* **INFORMATION GIVEN**
'''

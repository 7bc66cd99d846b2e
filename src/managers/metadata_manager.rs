//! Typed access to sync metadata and user preferences.
//!
//! Mappings are stored as arrays of `[key, value]` pairs and always rewritten
//! whole. Sync bookkeeping keys carry the `rd-sync-meta_` prefix.

use std::collections::BTreeMap;
use std::sync::Arc;

use serde::de::DeserializeOwned;
use serde::Serialize;
use serde_json::Value;

use crate::managers::kv_store::{KeyValueStore, StorageTier};
use crate::types::errors::StorageError;
use crate::types::settings::AutoSyncFrequency;

pub const METADATA_PREFIX: &str = "rd-sync-meta_";

const COLLECTION_MAPPING: &str = "collectionMapping";
const RAINDROP_MAPPING: &str = "raindropMapping";
const LAST_SYNC_TIMESTAMP: &str = "lastSyncTimestamp";
const ROOT_FOLDER_ID: &str = "rootFolderId";
const SYNC_IN_PROGRESS: &str = "syncInProgress";
const SYNC_START_TIME: &str = "syncStartTime";

pub const TOKEN_KEY: &str = "raindropToken";
pub const AUTO_SYNC_ENABLED_KEY: &str = "autoSyncEnabled";
pub const SYNC_FREQUENCY_KEY: &str = "syncFrequency";
pub const SHOW_NOTIFICATIONS_KEY: &str = "showNotifications";
pub const NEXT_AUTO_SYNC_TIME_KEY: &str = "nextAutoSyncTime";

/// Collection mapping: node key (`"unsorted"`, collection id, `group:<title>`) to folder id.
pub type CollectionMapping = BTreeMap<String, String>;
/// Raindrop mapping: item id to bookmark id.
pub type RaindropMapping = BTreeMap<i64, String>;

/// Metadata accessor shared by the engine, the controller and the dispatcher.
#[derive(Clone)]
pub struct MetadataManager {
    kv: Arc<dyn KeyValueStore>,
}

fn meta_key(key: &str) -> String {
    format!("{}{}", METADATA_PREFIX, key)
}

impl MetadataManager {
    pub fn new(kv: Arc<dyn KeyValueStore>) -> Self {
        Self { kv }
    }

    async fn read<T: DeserializeOwned>(&self, tier: StorageTier, key: &str) -> Result<Option<T>, StorageError> {
        match self.kv.get(tier, key).await? {
            Some(Value::Null) | None => Ok(None),
            Some(value) => serde_json::from_value(value)
                .map(Some)
                .map_err(|e| StorageError::SerializationError(format!("{}: {}", key, e))),
        }
    }

    async fn write<T: Serialize>(&self, tier: StorageTier, key: &str, value: &T) -> Result<(), StorageError> {
        let value = serde_json::to_value(value)
            .map_err(|e| StorageError::SerializationError(format!("{}: {}", key, e)))?;
        self.kv.set(tier, key, value).await
    }

    // ─── Mappings ───

    pub async fn collection_mapping(&self) -> Result<CollectionMapping, StorageError> {
        let pairs: Option<Vec<(String, String)>> =
            self.read(StorageTier::Local, &meta_key(COLLECTION_MAPPING)).await?;
        Ok(pairs.unwrap_or_default().into_iter().collect())
    }

    pub async fn set_collection_mapping(&self, mapping: &CollectionMapping) -> Result<(), StorageError> {
        let pairs: Vec<(&String, &String)> = mapping.iter().collect();
        self.write(StorageTier::Local, &meta_key(COLLECTION_MAPPING), &pairs).await
    }

    pub async fn raindrop_mapping(&self) -> Result<RaindropMapping, StorageError> {
        let pairs: Option<Vec<(i64, String)>> =
            self.read(StorageTier::Local, &meta_key(RAINDROP_MAPPING)).await?;
        Ok(pairs.unwrap_or_default().into_iter().collect())
    }

    pub async fn set_raindrop_mapping(&self, mapping: &RaindropMapping) -> Result<(), StorageError> {
        let pairs: Vec<(&i64, &String)> = mapping.iter().collect();
        self.write(StorageTier::Local, &meta_key(RAINDROP_MAPPING), &pairs).await
    }

    pub async fn root_folder_id(&self) -> Result<Option<String>, StorageError> {
        self.read(StorageTier::Local, &meta_key(ROOT_FOLDER_ID)).await
    }

    pub async fn set_root_folder_id(&self, id: &str) -> Result<(), StorageError> {
        self.write(StorageTier::Local, &meta_key(ROOT_FOLDER_ID), &id).await
    }

    // ─── Watermark ───

    /// Last processed remote change, epoch milliseconds (0 when never synced).
    pub async fn last_sync_timestamp(&self) -> Result<i64, StorageError> {
        Ok(self
            .read(StorageTier::Synced, &meta_key(LAST_SYNC_TIMESTAMP))
            .await?
            .unwrap_or(0))
    }

    /// Stores `timestamp` if it is newer than the stored watermark.
    ///
    /// Returns whether the watermark moved.
    pub async fn advance_last_sync_timestamp(&self, timestamp: i64) -> Result<bool, StorageError> {
        if timestamp <= self.last_sync_timestamp().await? {
            return Ok(false);
        }
        self.write(StorageTier::Synced, &meta_key(LAST_SYNC_TIMESTAMP), &timestamp)
            .await?;
        Ok(true)
    }

    // ─── Run marker ───

    pub async fn mark_run_started(&self, started_at: i64) -> Result<(), StorageError> {
        self.write(StorageTier::Local, &meta_key(SYNC_IN_PROGRESS), &true).await?;
        self.write(StorageTier::Local, &meta_key(SYNC_START_TIME), &started_at).await
    }

    pub async fn clear_run_marker(&self) -> Result<(), StorageError> {
        let in_progress = meta_key(SYNC_IN_PROGRESS);
        let started = meta_key(SYNC_START_TIME);
        self.kv
            .remove(StorageTier::Local, &[in_progress.as_str(), started.as_str()])
            .await
    }

    /// Start time of a run that never cleared its marker.
    pub async fn interrupted_run(&self) -> Result<Option<i64>, StorageError> {
        let in_progress: bool = self
            .read(StorageTier::Local, &meta_key(SYNC_IN_PROGRESS))
            .await?
            .unwrap_or(false);
        if !in_progress {
            return Ok(None);
        }
        Ok(Some(
            self.read(StorageTier::Local, &meta_key(SYNC_START_TIME))
                .await?
                .unwrap_or(0),
        ))
    }

    // ─── Token and preferences ───

    pub async fn token(&self) -> Result<Option<String>, StorageError> {
        let token: Option<String> = self.read(StorageTier::Synced, TOKEN_KEY).await?;
        Ok(token.filter(|t| !t.trim().is_empty()))
    }

    pub async fn set_token(&self, token: &str) -> Result<(), StorageError> {
        self.write(StorageTier::Synced, TOKEN_KEY, &token).await
    }

    pub async fn auto_sync_enabled(&self) -> Result<bool, StorageError> {
        Ok(self.read(StorageTier::Synced, AUTO_SYNC_ENABLED_KEY).await?.unwrap_or(false))
    }

    pub async fn sync_frequency(&self) -> Result<AutoSyncFrequency, StorageError> {
        let raw: Option<String> = self.read(StorageTier::Synced, SYNC_FREQUENCY_KEY).await?;
        Ok(raw
            .map(|r| AutoSyncFrequency::from_preference(&r))
            .unwrap_or_default())
    }

    pub async fn set_auto_sync(&self, enabled: bool, frequency: AutoSyncFrequency) -> Result<(), StorageError> {
        self.write(StorageTier::Synced, AUTO_SYNC_ENABLED_KEY, &enabled).await?;
        self.write(StorageTier::Synced, SYNC_FREQUENCY_KEY, &frequency.as_preference())
            .await
    }

    pub async fn show_notifications(&self) -> Result<bool, StorageError> {
        Ok(self.read(StorageTier::Synced, SHOW_NOTIFICATIONS_KEY).await?.unwrap_or(true))
    }

    pub async fn set_show_notifications(&self, show: bool) -> Result<(), StorageError> {
        self.write(StorageTier::Synced, SHOW_NOTIFICATIONS_KEY, &show).await
    }

    pub async fn next_auto_sync_time(&self) -> Result<Option<i64>, StorageError> {
        self.read(StorageTier::Synced, NEXT_AUTO_SYNC_TIME_KEY).await
    }

    pub async fn set_next_auto_sync_time(&self, at: i64) -> Result<(), StorageError> {
        self.write(StorageTier::Synced, NEXT_AUTO_SYNC_TIME_KEY, &at).await
    }

    pub async fn clear_next_auto_sync_time(&self) -> Result<(), StorageError> {
        self.kv.remove(StorageTier::Synced, &[NEXT_AUTO_SYNC_TIME_KEY]).await
    }
}
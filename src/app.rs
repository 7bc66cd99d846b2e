//! App Core for Raindrop Sync.
//!
//! Central struct holding the stores, the remote client and the sync
//! controller, and running the startup sequence.

use std::sync::{Arc, Mutex};

use tokio::sync::mpsc::UnboundedReceiver;
use tracing::{info, warn};

use crate::database::connection::Database;
use crate::managers::alarm_manager::AlarmManager;
use crate::managers::bookmark_manager::{BookmarkStore, SqliteBookmarkStore};
use crate::managers::kv_store::{KeyValueStore, SqliteKvStore};
use crate::managers::metadata_manager::MetadataManager;
use crate::services::raindrop_client::{RaindropClient, RemoteCatalog};
use crate::services::settings_engine::{SettingsEngine, SettingsEngineTrait};
use crate::services::status_channel::{Notifier, StatusChannel, TracingNotifier};
use crate::services::sync_controller::SyncController;
use crate::types::errors::SyncError;

/// Central application struct holding all managers and services.
///
/// Shared behind an `Arc` by the request loop, the status forwarder and the
/// alarm listener.
pub struct App {
    pub db: Arc<Database>,
    pub bookmarks: Arc<dyn BookmarkStore>,
    pub remote: Arc<dyn RemoteCatalog>,
    pub metadata: MetadataManager,
    pub alarms: Arc<AlarmManager>,
    pub status: Arc<StatusChannel>,
    pub controller: SyncController,
    pub settings_engine: Mutex<SettingsEngine>,
}

impl App {
    /// Opens the database at `db_path`, loads settings and builds the HTTP client.
    ///
    /// The returned receiver yields the names of fired alarms.
    pub fn new(
        db_path: &str,
        settings_path: Option<String>,
    ) -> Result<(Self, UnboundedReceiver<String>), Box<dyn std::error::Error>> {
        let db = Arc::new(Database::open(db_path)?);

        let mut settings_engine = SettingsEngine::new(settings_path);
        let settings = settings_engine.load()?;
        let remote: Arc<dyn RemoteCatalog> = Arc::new(RaindropClient::new(&settings.api)?);

        info!(db = db_path, config = settings_engine.get_config_path(), "app initialized");
        Ok(Self::with_components(db, remote, settings_engine, Arc::new(TracingNotifier)))
    }

    /// Wires an app around an already opened database and a given remote catalog.
    pub fn with_components(
        db: Arc<Database>,
        remote: Arc<dyn RemoteCatalog>,
        settings_engine: SettingsEngine,
        notifier: Arc<dyn Notifier>,
    ) -> (Self, UnboundedReceiver<String>) {
        let kv: Arc<dyn KeyValueStore> = Arc::new(SqliteKvStore::new(db.clone()));
        let bookmarks: Arc<dyn BookmarkStore> = Arc::new(SqliteBookmarkStore::new(db.clone()));
        let metadata = MetadataManager::new(kv.clone());
        let (alarms, alarm_rx) = AlarmManager::new(kv);
        let alarms = Arc::new(alarms);
        let status = Arc::new(StatusChannel::new());

        let controller = SyncController::new(
            bookmarks.clone(),
            remote.clone(),
            metadata.clone(),
            status.clone(),
            alarms.clone(),
            notifier,
            settings_engine.get_settings().sync.clone(),
        );

        let app = Self {
            db,
            bookmarks,
            remote,
            metadata,
            alarms,
            status,
            controller,
            settings_engine: Mutex::new(settings_engine),
        };
        (app, alarm_rx)
    }

    /// Startup sequence: restore the token and alarms, reschedule auto sync
    /// keeping a pending fire time, and clear a marker left by a dead run.
    pub async fn startup(&self) -> Result<(), SyncError> {
        let token = self.metadata.token().await?;
        self.remote.set_token(token.as_deref());

        let restored = self.alarms.restore().await?;
        self.controller.setup_auto_sync(true).await?;
        if let Some(started_at) = self.controller.recover_interrupted_run().await? {
            warn!(started_at, "recovered from an interrupted sync");
        }
        info!(restored_alarms = restored, has_token = token.is_some(), "startup complete");
        Ok(())
    }
}
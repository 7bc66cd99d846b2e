//! Named recurring timers, persisted across restarts.
//!
//! Each alarm is armed as a tokio task that waits in bounded slices and
//! re-reads the wall clock after every slice, so a host that was suspended
//! fires overdue alarms as soon as it resumes instead of drifting by the
//! suspended time. Fires are delivered by name on an mpsc channel.

use std::collections::HashMap;
use std::sync::{Arc, Mutex, PoisonError};
use std::time::Duration;

use serde::{Deserialize, Serialize};
use tokio::sync::mpsc;
use tokio::task::JoinHandle;
use tracing::{debug, warn};

use crate::managers::kv_store::{KeyValueStore, StorageTier};
use crate::types::errors::StorageError;

const ALARMS_KEY: &str = "alarms";
const MAX_SLICE: Duration = Duration::from_secs(60);
const MINUTE_MS: i64 = 60_000;

/// A scheduled alarm.
#[derive(Debug, Clone, PartialEq, Serialize, Deserialize)]
#[serde(rename_all = "camelCase")]
pub struct Alarm {
    pub name: String,
    /// Next fire, epoch milliseconds.
    pub scheduled_time: i64,
    pub period_minutes: Option<u64>,
}

pub(crate) fn now_ms() -> i64 {
    chrono::Utc::now().timestamp_millis()
}

type AlarmTable = Arc<Mutex<HashMap<String, Alarm>>>;

/// Owner of all alarms of the process.
pub struct AlarmManager {
    kv: Arc<dyn KeyValueStore>,
    alarms: AlarmTable,
    tasks: Mutex<HashMap<String, JoinHandle<()>>>,
    fires: mpsc::UnboundedSender<String>,
}

impl AlarmManager {
    /// Creates the manager and the receiver on which alarm names are delivered when they fire.
    pub fn new(kv: Arc<dyn KeyValueStore>) -> (Self, mpsc::UnboundedReceiver<String>) {
        let (fires, rx) = mpsc::unbounded_channel();
        let manager = Self {
            kv,
            alarms: Arc::new(Mutex::new(HashMap::new())),
            tasks: Mutex::new(HashMap::new()),
            fires,
        };
        (manager, rx)
    }

    /// Creates (or replaces) the alarm `name`, first firing after `delay_minutes`.
    pub async fn create(
        &self,
        name: &str,
        delay_minutes: u64,
        period_minutes: Option<u64>,
    ) -> Result<Alarm, StorageError> {
        let alarm = Alarm {
            name: name.to_string(),
            scheduled_time: now_ms() + delay_minutes as i64 * MINUTE_MS,
            period_minutes,
        };
        self.arm(alarm.clone());
        self.persist().await?;
        debug!(alarm = name, scheduled_time = alarm.scheduled_time, "alarm created");
        Ok(alarm)
    }

    /// Removes the alarm `name`. Returns whether it existed.
    pub async fn clear(&self, name: &str) -> Result<bool, StorageError> {
        let task = self.lock_tasks().remove(name);
        if let Some(handle) = task {
            handle.abort();
        }
        let existed = self.lock_alarms().remove(name).is_some();
        self.persist().await?;
        Ok(existed)
    }

    pub fn get(&self, name: &str) -> Option<Alarm> {
        self.lock_alarms().get(name).cloned()
    }

    /// Re-arms every alarm persisted by a previous process. Overdue alarms fire immediately.
    pub async fn restore(&self) -> Result<usize, StorageError> {
        let stored = match self.kv.get(StorageTier::Local, ALARMS_KEY).await? {
            Some(value) => serde_json::from_value::<Vec<Alarm>>(value)
                .map_err(|e| StorageError::SerializationError(format!("{}: {}", ALARMS_KEY, e)))?,
            None => Vec::new(),
        };
        let count = stored.len();
        for alarm in stored {
            self.arm(alarm);
        }
        Ok(count)
    }

    fn lock_alarms(&self) -> std::sync::MutexGuard<'_, HashMap<String, Alarm>> {
        self.alarms.lock().unwrap_or_else(PoisonError::into_inner)
    }

    fn lock_tasks(&self) -> std::sync::MutexGuard<'_, HashMap<String, JoinHandle<()>>> {
        self.tasks.lock().unwrap_or_else(PoisonError::into_inner)
    }

    async fn persist(&self) -> Result<(), StorageError> {
        persist_table(&self.kv, &self.alarms).await
    }

    fn arm(&self, alarm: Alarm) {
        let name = alarm.name.clone();
        self.lock_alarms().insert(name.clone(), alarm);

        let task = tokio::spawn(run_alarm(
            name.clone(),
            self.alarms.clone(),
            self.kv.clone(),
            self.fires.clone(),
        ));
        if let Some(previous) = self.lock_tasks().insert(name, task) {
            previous.abort();
        }
    }
}

impl Drop for AlarmManager {
    fn drop(&mut self) {
        for (_, handle) in self.lock_tasks().drain() {
            handle.abort();
        }
    }
}

async fn persist_table(kv: &Arc<dyn KeyValueStore>, table: &AlarmTable) -> Result<(), StorageError> {
    let snapshot: Vec<Alarm> = {
        let alarms = table.lock().unwrap_or_else(PoisonError::into_inner);
        let mut list: Vec<Alarm> = alarms.values().cloned().collect();
        list.sort_by(|a, b| a.name.cmp(&b.name));
        list
    };
    let value = serde_json::to_value(snapshot)
        .map_err(|e| StorageError::SerializationError(e.to_string()))?;
    kv.set(StorageTier::Local, ALARMS_KEY, value).await
}

async fn run_alarm(
    name: String,
    table: AlarmTable,
    kv: Arc<dyn KeyValueStore>,
    fires: mpsc::UnboundedSender<String>,
) {
    loop {
        let scheduled = {
            let alarms = table.lock().unwrap_or_else(PoisonError::into_inner);
            match alarms.get(&name) {
                Some(alarm) => alarm.scheduled_time,
                None => return,
            }
        };

        let remaining = scheduled - now_ms();
        if remaining > 0 {
            let slice = Duration::from_millis(remaining as u64).min(MAX_SLICE);
            tokio::time::sleep(slice).await;
            continue;
        }

        if fires.send(name.clone()).is_err() {
            debug!(alarm = %name, "alarm receiver dropped, stopping timer");
            return;
        }

        let rescheduled = {
            let mut alarms = table.lock().unwrap_or_else(PoisonError::into_inner);
            let Some(alarm) = alarms.get_mut(&name) else { return };
            let period_minutes = alarm.period_minutes;
            match period_minutes {
                Some(period) => {
                    let period_ms = period.max(1) as i64 * MINUTE_MS;
                    let mut next = alarm.scheduled_time + period_ms;
                    let now = now_ms();
                    if next <= now {
                        // Host was suspended across one or more periods
                        next = now + period_ms;
                    }
                    alarm.scheduled_time = next;
                    true
                }
                None => {
                    alarms.remove(&name);
                    false
                }
            }
        };

        if let Err(e) = persist_table(&kv, &table).await {
            warn!(alarm = %name, error = %e, "failed to persist alarm schedule");
        }
        if !rescheduled {
            return;
        }
    }
}
//! Sync lifecycle controller.
//!
//! Owns the single-flight guard: at most one run is active, and a request made
//! while one is active is rejected rather than queued. Every run executes on
//! its own tokio task under a watchdog. The guard is released on every exit
//! path, including a panicking run.

use std::sync::atomic::{AtomicBool, Ordering};
use std::sync::{Arc, Mutex, MutexGuard, PoisonError};
use std::time::Duration;

use serde::Serialize;
use tokio::task::JoinHandle;
use tracing::{debug, error, info, warn};

use crate::managers::alarm_manager::{now_ms, Alarm, AlarmManager};
use crate::managers::bookmark_manager::BookmarkStore;
use crate::managers::metadata_manager::MetadataManager;
use crate::services::raindrop_client::RemoteCatalog;
use crate::services::status_channel::{Notifier, StatusChannel};
use crate::services::sync_engine::{CancelToken, SyncEngine};
use crate::types::errors::SyncError;
use crate::types::settings::{AutoSyncFrequency, EngineSettings};
use crate::types::status::{
    StatusEvent, StatusKind, SyncOutcome, SyncPhase, SyncReport, SyncRequest,
};

/// Name of the periodic sync alarm.
pub const SYNC_ALARM_NAME: &str = "raindrop-sync";

const MINUTE_MS: i64 = 60_000;
const NOTIFICATION_TITLE: &str = "Raindrop Sync";

/// Snapshot returned by `get-status`.
#[derive(Debug, Clone, PartialEq, Serialize)]
#[serde(rename_all = "camelCase")]
pub struct ControllerStatus {
    pub is_syncing: bool,
    pub started_at: Option<i64>,
    pub last_status: StatusEvent,
}

/// Answer of the next-sync-time query.
#[derive(Debug, Clone, Copy, PartialEq, Eq)]
pub enum NextSyncTime {
    Disabled,
    At(i64),
    Unscheduled,
}

#[derive(Default)]
struct RunState {
    is_syncing: bool,
    run_id: u64,
    started_at: Option<i64>,
    cancel: Option<CancelToken>,
    watchdog: Option<JoinHandle<()>>,
}

struct Inner {
    store: Arc<dyn BookmarkStore>,
    remote: Arc<dyn RemoteCatalog>,
    metadata: MetadataManager,
    status: Arc<StatusChannel>,
    alarms: Arc<AlarmManager>,
    notifier: Arc<dyn Notifier>,
    settings: Mutex<EngineSettings>,
    state: Mutex<RunState>,
}

/// Handle on a started run.
pub struct RunHandle {
    task: JoinHandle<Result<SyncReport, SyncError>>,
}

impl RunHandle {
    /// Waits for the run to end.
    pub async fn wait(self) -> Result<SyncReport, SyncError> {
        match self.task.await {
            Ok(result) => result,
            Err(e) if e.is_panic() => std::panic::resume_unwind(e.into_panic()),
            Err(_) => Err(SyncError::Cancelled),
        }
    }
}

/// Clears the single-flight flag if the run task unwinds before finishing.
struct FlightGuard {
    inner: Arc<Inner>,
    run_id: u64,
    armed: bool,
}

impl Drop for FlightGuard {
    fn drop(&mut self) {
        if self.armed && self.inner.finish(self.run_id) {
            error!(run = self.run_id, "sync run ended unexpectedly");
            self.inner.status.emit(StatusEvent::settled(
                "Sync failed unexpectedly",
                StatusKind::Error,
                Some(SyncPhase::Failed),
            ));
        }
    }
}

/// The sync lifecycle controller. Cheap to clone.
#[derive(Clone)]
pub struct SyncController {
    inner: Arc<Inner>,
}
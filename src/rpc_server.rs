//! Raindrop Sync RPC Server: newline-delimited JSON over stdin/stdout.
//!
//! Request:  {"id":1, "action":"start-sync", "force":false}
//! Response: {"id":1, "result":{"success":true,"message":"Sync started"}}
//! Event:    {"event":"statusUpdate","status":"...","type":"info","step":"checking","isProcessing":true}
//!
//! Logs go to stderr, filtered by `RAINDROP_SYNC_LOG` (default `info`).

use std::path::PathBuf;
use std::sync::Arc;

use serde_json::{json, Value};
use tokio::io::{self, AsyncBufReadExt, AsyncWriteExt, BufReader};
use tokio::sync::broadcast::error::RecvError;
use tokio::sync::mpsc;
use tracing::{debug, error, info, warn};
use tracing_subscriber::EnvFilter;

use raindrop_sync::app::App;
use raindrop_sync::platform;
use raindrop_sync::rpc_handler::handle_message;

fn init_tracing() {
    let filter = EnvFilter::try_from_env("RAINDROP_SYNC_LOG").unwrap_or_else(|_| EnvFilter::new("info"));
    tracing_subscriber::fmt()
        .with_env_filter(filter)
        .with_writer(std::io::stderr)
        .with_target(false)
        .init();
}

/// `RAINDROP_SYNC_DATA_DIR` wins over the platform data directory.
fn database_path() -> PathBuf {
    match std::env::var("RAINDROP_SYNC_DATA_DIR") {
        Ok(dir) => PathBuf::from(dir).join("raindrop-sync.db"),
        Err(_) => platform::get_database_path(),
    }
}

#[tokio::main]
async fn main() -> Result<(), Box<dyn std::error::Error>> {
    init_tracing();

    let db_path = database_path();
    if let Some(parent) = db_path.parent() {
        std::fs::create_dir_all(parent)?;
    }
    let (app, mut alarm_rx) = App::new(&db_path.to_string_lossy(), None)?;
    let app = Arc::new(app);

    // Single writer so responses and events never interleave mid-line.
    let (out_tx, mut out_rx) = mpsc::unbounded_channel::<Value>();
    let writer = tokio::spawn(async move {
        let mut stdout = io::stdout();
        while let Some(message) = out_rx.recv().await {
            let line = format!("{}\n", message);
            if let Err(e) = stdout.write_all(line.as_bytes()).await {
                error!(error = %e, "stdout closed");
                break;
            }
            let _ = stdout.flush().await;
        }
    });

    let mut status_rx = app.status.subscribe();
    let events_tx = out_tx.clone();
    let forwarder = tokio::spawn(async move {
        loop {
            match status_rx.recv().await {
                Ok(event) => {
                    let mut message = match serde_json::to_value(&event) {
                        Ok(value) => value,
                        Err(e) => {
                            warn!(error = %e, "status event not serializable");
                            continue;
                        }
                    };
                    message["event"] = json!("statusUpdate");
                    if events_tx.send(message).is_err() {
                        break;
                    }
                }
                Err(RecvError::Lagged(skipped)) => debug!(skipped, "status observer lagged"),
                Err(RecvError::Closed) => break,
            }
        }
    });

    let alarm_app = app.clone();
    tokio::spawn(async move {
        while let Some(name) = alarm_rx.recv().await {
            if alarm_app.controller.on_alarm_fire(&name).await.is_some() {
                info!(alarm = %name, "periodic sync started");
            }
        }
    });

    if let Err(e) = app.startup().await {
        warn!(error = %e, "startup incomplete");
    }

    let _ = out_tx.send(json!({"event": "ready", "version": env!("CARGO_PKG_VERSION")}));

    let mut lines = BufReader::new(io::stdin()).lines();
    while let Some(line) = lines.next_line().await? {
        if line.trim().is_empty() {
            continue;
        }

        let request: Value = match serde_json::from_str(&line) {
            Ok(v) => v,
            Err(e) => {
                let _ = out_tx.send(json!({"id": null, "error": format!("parse error: {}", e)}));
                continue;
            }
        };

        let id = request.get("id").cloned().unwrap_or(Value::Null);
        let response = handle_message(&app, &request).await;
        let _ = out_tx.send(json!({"id": id, "result": response}));
    }

    info!("stdin closed, shutting down");
    app.controller.cancel();
    forwarder.abort();
    drop(out_tx);
    let _ = writer.await;
    Ok(())
}
//! Property-based tests for the pure sync predicate.

use proptest::prelude::*;

use raindrop_sync::services::change_detector::should_sync;
use raindrop_sync::types::status::SyncReason;

proptest! {
    #[test]
    fn equal_timestamp_never_syncs(ts in 0i64..i64::MAX) {
        let decision = should_sync(Some(ts), ts, true, true);
        prop_assert!(!decision.needed);
        prop_assert_eq!(decision.reason, SyncReason::UpToDate);
    }

    #[test]
    fn strictly_newer_always_syncs(last in 0i64..i64::MAX - 1, delta in 1i64..1_000_000) {
        let remote = last.saturating_add(delta);
        prop_assume!(remote > last);
        let decision = should_sync(Some(remote), last, true, true);
        prop_assert!(decision.needed);
        prop_assert_eq!(decision.reason, SyncReason::NewChanges);
        prop_assert_eq!(decision.remote_latest, Some(remote));
    }

    #[test]
    fn older_remote_never_syncs(remote in 0i64..1_000_000, delta in 0i64..1_000_000) {
        let decision = should_sync(Some(remote), remote + delta, true, true);
        prop_assert!(!decision.needed);
    }

    #[test]
    fn missing_root_always_syncs(
        remote in proptest::option::of(0i64..1_000_000),
        last in 0i64..1_000_000,
        non_empty in any::<bool>(),
    ) {
        let decision = should_sync(remote, last, false, non_empty);
        prop_assert!(decision.needed);
        prop_assert_eq!(decision.reason, SyncReason::MissingLocalFolder);
    }

    #[test]
    fn empty_root_always_syncs(remote in proptest::option::of(0i64..1_000_000), last in 0i64..1_000_000) {
        let decision = should_sync(remote, last, true, false);
        prop_assert!(decision.needed);
        prop_assert_eq!(decision.reason, SyncReason::EmptyLocalFolder);
    }

    #[test]
    fn no_remote_items_never_syncs_a_populated_root(last in 0i64..1_000_000) {
        let decision = should_sync(None, last, true, true);
        prop_assert!(!decision.needed);
        prop_assert_eq!(decision.reason, SyncReason::NoRemoteItems);
    }
}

'''

* **TASK BRIEF**
I'd like every line with the string "SettingsEngine" copied from the listing.

* **SOLUTION**
use crate::services::settings_engine::{SettingsEngine, SettingsEngineTrait};
    pub settings_engine: Mutex<SettingsEngine>,
        let mut settings_engine = SettingsEngine::new(settings_path);
        settings_engine: SettingsEngine,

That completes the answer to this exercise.